I know from my own experience the words to Days Like These are truer than most people realize ... "Life is short." Because I know this I've decided I should take more of that song to heart ... "Life is short, let's go live it, ain't no time for wasting time, days like these they go by way too fast, days like these you wanna make them last." I've always been a very serious, cautious, responsible, schedule-oriented person. I've always done what was expected of me and tried to please others before myself. While I don't intend to become selfish, careless, or irresponsible, I am making an attempt to live a happier, more relaxed life. I want to laugh more, travel more, have fun, and maybe even do things on a the spur of the moment once in a while (although that last one may prove to be difficult for me).
At 51 years old many people may not think they have 30 years of life left. But with the longevity on my mother's side (my grandmother is 97 and going strong) I truly believe I'll be around for at least that much longer! With that in mind I'm going to apply My Next Thirty Years to my future ... "Now it's time to focus in on where I go from here ... My next thirty years I'm gonna have some fun ... Cry a little less, laugh a little more ... Figure out just what I'm doing here ... " I don't know for sure what I'm going to do with the rest of my life, and I may not know exactly how much time I have left, but I do know that despite how I felt four years ago my life isn't over. I plan to make the most of my future and not have any regrets ... "My next thirty years will be the best years of my life ..."
"As you grow older, you'll find the only things you regret are the things you
didn't do." ~Zachary Scott
Saturday, January 26, 2013
Sunday, January 6, 2013
Don't Hold On Too Tightly
I expect to get advice and receive inspiration from counselors, preachers, poems, books and quotes from famous people.

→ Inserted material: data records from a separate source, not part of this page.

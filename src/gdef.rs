//! `GDEF`-derived glyph classification and ligature caret values.
//!
//! <https://docs.microsoft.com/en-us/typography/opentype/spec/gdef>

use std::fmt;

pub const GLYPH_CLASS_NONE: u16 = 0;
pub const GLYPH_CLASS_BASE: u16 = 1;
pub const GLYPH_CLASS_LIGATURE: u16 = 2;
pub const GLYPH_CLASS_MARK: u16 = 3;
pub const GLYPH_CLASS_COMPONENT: u16 = 4;

/// Display name for the glyph classes reports call out. Base glyphs and
/// unclassified glyphs have none.
pub fn class_name(glyph_class: u16) -> Option<&'static str> {
    match glyph_class {
        GLYPH_CLASS_LIGATURE => Some("ligature"),
        GLYPH_CLASS_MARK => Some("mark"),
        GLYPH_CLASS_COMPONENT => Some("component"),
        _ => None,
    }
}

/// A decoded ligature caret value.
///
/// Kept as decoded; no geometric computation is performed on these.
#[derive(Clone, Copy, Debug, PartialEq, Eq, Hash)]
pub enum CaretValue {
    /// Format 1 and 3: a coordinate along the advance, in design units.
    Coordinate(i16),
    /// Format 2: an index into the glyph's outline points.
    ContourPoint(u16),
}

impl fmt::Display for CaretValue {
    fn fmt(&self, f: &mut fmt::Formatter<'_>) -> fmt::Result {
        match self {
            CaretValue::Coordinate(coordinate) => coordinate.fmt(f),
            CaretValue::ContourPoint(point) => write!(f, "point {}", point),
        }
    }
}
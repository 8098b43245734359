//! The assembled font model.

use std::collections::{BTreeMap, BTreeSet};

use itertools::Itertools;
use rustc_hash::FxHashSet;

use crate::error::{DecodeError, Diagnostic, Diagnostics};
use crate::gdef::{self, CaretValue};
use crate::glyph::GlyphRegistry;
use crate::gsub::{self, FeatureMap, ScriptLabel, Substitution};
use crate::tables::FontTables;

/// The queryable model built from one font's decoded tables.
///
/// Built once by [`FontModel::build`] and immutable afterwards, so shared
/// read access from several reporting consumers is safe.
#[derive(Debug)]
pub struct FontModel {
    registry: GlyphRegistry,
    features: FeatureMap,
    substitutions: FxHashSet<Substitution>,
    caret_list: BTreeMap<String, Vec<CaretValue>>,
    diagnostics: Vec<Diagnostic>,
}

/// One substitution rule joined with the features and scripts that can
/// activate its lookup. Both lists are empty when no feature references
/// the lookup.
#[derive(Clone, Debug)]
pub struct SubstitutionEntry<'a> {
    pub substitution: &'a Substitution,
    /// Referencing feature tags, ascending, deduplicated.
    pub features: Vec<u32>,
    /// Script labels of those features, ascending, deduplicated.
    pub scripts: Vec<ScriptLabel>,
}

/// Aggregate counts over the model.
#[derive(Clone, Copy, Debug, PartialEq, Eq)]
pub struct Summary {
    pub characters: usize,
    pub glyphs: usize,
    pub ligatures: usize,
    pub marks: usize,
    pub components: usize,
}

impl FontModel {
    /// Build the model from decoded font tables.
    ///
    /// Missing tables yield empty facets. Recoverable inconsistencies are
    /// collected as diagnostics; a structurally inconsistent `GSUB` table
    /// aborts with an error and no model is published.
    pub fn build(tables: &FontTables) -> Result<FontModel, DecodeError> {
        let mut diagnostics = Diagnostics::new();

        let (features, substitutions) = match &tables.opt_gsub {
            Some(gsub_table) => {
                let features = gsub::resolve_features(
                    gsub_table.opt_script_list.as_ref(),
                    gsub_table.opt_feature_list.as_ref(),
                )?;
                let substitutions = match &gsub_table.opt_lookup_list {
                    Some(lookup_list) => gsub::decode_lookups(lookup_list, &mut diagnostics),
                    None => FxHashSet::default(),
                };
                (features, substitutions)
            }
            None => (FeatureMap::new(), FxHashSet::default()),
        };

        let registry = GlyphRegistry::build(tables, &mut diagnostics);

        let caret_list = tables
            .opt_gdef
            .as_ref()
            .and_then(|gdef_table| gdef_table.opt_lig_caret_list.as_ref())
            .map(|lig_glyphs| {
                lig_glyphs
                    .iter()
                    .map(|lig_glyph| (lig_glyph.glyph.clone(), lig_glyph.caret_values.clone()))
                    .collect()
            })
            .unwrap_or_default();

        Ok(FontModel {
            registry,
            features,
            substitutions,
            caret_list,
            diagnostics: diagnostics.into_vec(),
        })
    }

    /// The glyph registry, ordered by glyph index.
    pub fn glyphs(&self) -> &GlyphRegistry {
        &self.registry
    }

    /// Feature identities and the script labels activating them.
    pub fn features(&self) -> &FeatureMap {
        &self.features
    }

    /// The deduplicated substitution rule set.
    pub fn substitutions(&self) -> &FxHashSet<Substitution> {
        &self.substitutions
    }

    /// Rules sorted by `(lookup_index, input)`.
    pub fn sorted_substitutions(&self) -> Vec<&Substitution> {
        gsub::sorted_substitutions(&self.substitutions)
    }

    /// Lookup index to the `(feature tag, scripts)` pairs referencing it.
    ///
    /// Recomputed from the feature map on each call.
    pub fn features_by_table(&self) -> BTreeMap<u16, BTreeSet<(u32, Vec<ScriptLabel>)>> {
        gsub::features_by_table(&self.features)
    }

    /// Ligature caret values by glyph name.
    ///
    /// Absence of an entry does not mean the glyph is not a ligature; the
    /// glyph class is the authoritative indicator.
    pub fn caret_list(&self) -> &BTreeMap<String, Vec<CaretValue>> {
        &self.caret_list
    }

    /// Non-fatal conditions recovered from while building.
    pub fn diagnostics(&self) -> &[Diagnostic] {
        &self.diagnostics
    }

    /// The sorted substitution rules joined with the features and scripts
    /// referencing each rule's lookup.
    pub fn substitution_entries(&self) -> Vec<SubstitutionEntry<'_>> {
        let mapping = self.features_by_table();
        self.sorted_substitutions()
            .into_iter()
            .map(|substitution| match mapping.get(&substitution.lookup_index) {
                Some(entries) => {
                    let features = entries
                        .iter()
                        .map(|&(feature_tag, _)| feature_tag)
                        .dedup()
                        .collect();
                    let scripts = entries
                        .iter()
                        .flat_map(|(_, scripts)| scripts.iter().copied())
                        .sorted()
                        .dedup()
                        .collect();
                    SubstitutionEntry {
                        substitution,
                        features,
                        scripts,
                    }
                }
                None => SubstitutionEntry {
                    substitution,
                    features: Vec::new(),
                    scripts: Vec::new(),
                },
            })
            .collect()
    }

    pub fn summary(&self) -> Summary {
        let mut summary = Summary {
            characters: self.registry.character_count(),
            glyphs: self.registry.len(),
            ligatures: 0,
            marks: 0,
            components: 0,
        };
        for glyph in self.registry.glyphs() {
            match glyph.glyph_class {
                gdef::GLYPH_CLASS_LIGATURE => summary.ligatures += 1,
                gdef::GLYPH_CLASS_MARK => summary.marks += 1,
                gdef::GLYPH_CLASS_COMPONENT => summary.components += 1,
                _ => {}
            }
        }
        summary
    }
}
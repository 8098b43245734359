#![warn(rust_2018_idioms)]

//! A queryable model of the OpenType `GSUB` and `GDEF` tables.
//!
//! This crate takes already-decoded font table records (glyph order, script
//! list, feature list, lookup list, glyph class definitions, ligature
//! carets, cmap mappings, horizontal metrics) and builds a normalized model
//! for font introspection and reporting:
//!
//! - a glyph registry, ordered by glyph index and indexed by name,
//! - a map from feature identity to the script/language systems that
//!   activate it,
//! - a deduplicated set of canonical substitution rules (single, multiple,
//!   alternate, ligature),
//! - a reverse index from lookup index to the features referencing it,
//! - glyph classification and ligature caret data.
//!
//! Reading the binary font file is out of scope; the record types in
//! [`tables`] are the handoff from a font table reader. Contextual and
//! chaining substitutions (lookup types 5, 6 and 8) are recognized but not
//! decoded and are reported as unsupported.
//!
//! # Example
//!
//! ```
//! use fontmodel::tables::{FontTables, GsubTable, Lookup, LookupList, SubstSubtable};
//! use fontmodel::FontModel;
//!
//! let tables = FontTables {
//!     glyph_order: vec!["f".to_string(), "i".to_string(), "f_i".to_string()],
//!     opt_gsub: Some(GsubTable {
//!         opt_lookup_list: Some(LookupList {
//!             lookups: vec![Lookup {
//!                 subtables: vec![SubstSubtable::Single {
//!                     mapping: vec![("f".to_string(), "f_i".to_string())],
//!                 }],
//!             }],
//!         }),
//!         ..GsubTable::default()
//!     }),
//!     ..FontTables::default()
//! };
//!
//! let model = FontModel::build(&tables)?;
//! assert_eq!(model.substitutions().len(), 1);
//! # Ok::<(), fontmodel::error::DecodeError>(())
//! ```

pub mod error;
pub mod gdef;
pub mod glyph;
pub mod gsub;
pub mod model;
pub mod tables;
pub mod tag;

pub use crate::model::FontModel;

/// Position of a glyph in the font's glyph order.
pub type GlyphIndex = u16;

I don't usually expect to get it from television shows though, but that's exactly what happened recently. While watching a rerun of Law and Order - not exactly a show where you expect anything profound or inspirational - I heard something that made me stop and think. A woman visiting her husband's killer in prison told him she had to find a way to forgive him for what he had done, because if she continued to fixate on him and what he took away from her she would slowly lose herself. That statement at the conclusion of the show made me examine what I'm doing and how I've handled things since Eddie died. I know I've made great strides in moving forward with my life. I love my family and my job, and they both keep me very busy. I finished my specialist's degree which was a huge relief and an accomplishment that I'm proud of. I enjoy spending time with my friends and am thankful that I've reconnected with some old friends and even made some new ones. I made it through this last holiday season with the least amount of sadness I've felt since Eddie's death. On the outside all of these are good, positive things and signs of moving forward.

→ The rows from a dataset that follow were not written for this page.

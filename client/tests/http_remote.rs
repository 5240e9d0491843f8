use std::collections::HashMap;

use axum::extract::{Path, Query};
use axum::http::{HeaderMap, StatusCode};
use axum::routing::{get, post};
use axum::{Json, Router};
use serde_json::{Value, json};
use sportstalk_client::{
    ChatSession, ClientConfig, Error, ExecuteCommandRequest, GetUpdatesOptions, JoinRoomRequest,
    SportsTalkClient,
};
use tokio::net::TcpListener;

const TOKEN: &str = "secret-token";

fn envelope(code: u16, message: &str, data: Value) -> (StatusCode, Json<Value>) {
    let kind = if code < 400 { "api.result" } else { "api.error" };
    (
        StatusCode::from_u16(code).unwrap(),
        Json(json!({ "kind": kind, "message": message, "code": code, "data": data })),
    )
}

async fn join(
    Path((app, room)): Path<(String, String)>,
    headers: HeaderMap,
    Json(body): Json<Value>,
) -> (StatusCode, Json<Value>) {
    if headers.get("x-api-token").and_then(|v| v.to_str().ok()) != Some(TOKEN) {
        return envelope(401, "Invalid API token", Value::Null);
    }
    assert_eq!(app, "my-app");

    let user = body["userid"].as_str().unwrap_or_default().to_string();
    envelope(
        200,
        "Success",
        json!({
            "kind": "chat.joinroom",
            "user": { "userid": user },
            "room": { "id": room },
            "eventscursor": {
                "cursor": "c1",
                "events": [
                    { "id": "ev1", "userid": "troll", "shadowban": true, "body": "spam" },
                    { "id": "ev2", "userid": user, "shadowban": false, "body": "hello" },
                ],
            },
        }),
    )
}

async fn updates(
    Path((_app, _room)): Path<(String, String)>,
    Query(query): Query<HashMap<String, String>>,
) -> (StatusCode, Json<Value>) {
    let cursor = query.get("cursor").cloned().unwrap_or_default();
    envelope(
        200,
        "Success",
        json!({
            "cursor": format!("{cursor}-next"),
            "more": false,
            "itemcount": 0,
            "events": [],
        }),
    )
}

async fn command() -> (StatusCode, &'static str) {
    (StatusCode::BAD_GATEWAY, "<html>Bad Gateway</html>")
}

async fn room(Path((_app, room)): Path<(String, String)>) -> (StatusCode, Json<Value>) {
    envelope(404, &format!("Room {room} not found"), Value::Null)
}

async fn spawn_server() -> String {
    let app = Router::new()
        .route("/api/v3/{app}/chat/rooms/{room}/join", post(join))
        .route("/api/v3/{app}/chat/rooms/{room}/updates", get(updates))
        .route("/api/v3/{app}/chat/rooms/{room}/command", post(command))
        .route("/api/v3/{app}/chat/rooms/{room}", get(room));

    let listener = TcpListener::bind("127.0.0.1:0").await.unwrap();
    let addr = listener.local_addr().unwrap();
    tokio::spawn(async move {
        axum::serve(listener, app).await.unwrap();
    });

    format!("http://{addr}/api/v3")
}

fn config(endpoint: &str, token: &str) -> ClientConfig {
    ClientConfig::new("my-app", token).with_endpoint(endpoint)
}

#[tokio::test]
async fn test_join_over_http_filters_and_stores_cursor() {
    let endpoint = spawn_server().await;
    let session = ChatSession::new(&config(&endpoint, TOKEN)).unwrap();

    let joined = session
        .join_room("room 1", JoinRoomRequest::for_user("u1"))
        .await
        .unwrap();

    assert_eq!(joined.room.id, "room 1");
    let events = joined.events_cursor.unwrap().events;
    assert_eq!(events.len(), 1);
    assert_eq!(events[0].id, "ev2");
    assert_eq!(session.room_cursor("room 1").as_deref(), Some("c1"));
}

#[tokio::test]
async fn test_query_parameters_reach_server() {
    let endpoint = spawn_server().await;
    let session = ChatSession::new(&config(&endpoint, TOKEN)).unwrap();

    let page = session
        .get_updates("room-1", GetUpdatesOptions::with_cursor("abc"))
        .await
        .unwrap();

    assert_eq!(page.cursor.as_deref(), Some("abc-next"));
}

#[tokio::test]
async fn test_bad_token_maps_to_remote_error() {
    let endpoint = spawn_server().await;
    let session = ChatSession::new(&config(&endpoint, "wrong")).unwrap();

    let err = session
        .join_room("room-1", JoinRoomRequest::for_user("u1"))
        .await
        .unwrap_err();

    assert!(matches!(err, Error::Remote(ref e) if e.message == "Invalid API token"));
    assert_eq!(err.code(), 401);
    assert!(!session.is_joined());
}

#[tokio::test]
async fn test_unstructured_error_keeps_status() {
    let endpoint = spawn_server().await;
    let session = ChatSession::new(&config(&endpoint, TOKEN)).unwrap();

    let err = session
        .execute_chat_command("room-1", ExecuteCommandRequest::new("u1", "hi"))
        .await
        .unwrap_err();

    assert!(matches!(err, Error::Remote(_)));
    assert_eq!(err.code(), 502);
}

#[tokio::test]
async fn test_passthrough_not_found() {
    let endpoint = spawn_server().await;
    let client = SportsTalkClient::new(&config(&endpoint, TOKEN)).unwrap();

    let err = client.get_room_details("missing").await.unwrap_err();

    assert!(err.is_not_found());
    assert_eq!(err.to_api_error().message, "Room missing not found");
}

#[tokio::test]
async fn test_connection_refused_is_transport_error() {
    let listener = TcpListener::bind("127.0.0.1:0").await.unwrap();
    let addr = listener.local_addr().unwrap();
    drop(listener);

    let client = SportsTalkClient::new(&config(&format!("http://{addr}/api/v3"), TOKEN)).unwrap();
    let err = client.get_room_details("room-1").await.unwrap_err();

    assert!(matches!(err, Error::Transport(_)));
    assert_eq!(err.code(), 0);
}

But now I think it's time for me to focus on moving forward from the inside. While I don't believe I've fixated on or been obsessed with Eddie's death, I do know his alcoholism and subsequent suicide had a profound effect on how I think and feel. I love and care about my family, friends, and children at school. I experience feelings just like everyone else. I'm happy when good things happen, and I hurt because of the bad. But at the same time I recognize that my heart has become somewhat hardened over the years as a result of what I've been through. I'm guarded and careful about who I open up to and how much I share with others. I've been completely closed to the idea of any real relationship with someone new - because I don't want to allow myself to be hurt again and because a part of me is still connected to Eddie. It's been almost four years since he died, but I'm just beginning to see that I'm still holding on to the bad times that I experienced both before and after his death. Like the David Gates and Bread song, Everything I Own, says "Nobody else could ever know the part of me that can't let go."
The longer I hold on to the negative though, the more of myself I gradually lose. It's time to find a way to get rid of the bad memories while still keeping the good ones. I don't know yet how I will accomplish this; I just know it's time to start trying. After the episode of Law and Order, I took out several photo albums and spent a couple of hours looking at old pictures. I tried to focus on the happy times - birthday parties, vacations, ballgames, graduations. I made a conscience effort to look for pictures with everyone smiling and having a good time. I didn't cry while looking at any of these, and I felt a tiny sense of peace afterwards. It wasn't much, but maybe it was a beginning to softening my heart and opening myself up to new possibilities.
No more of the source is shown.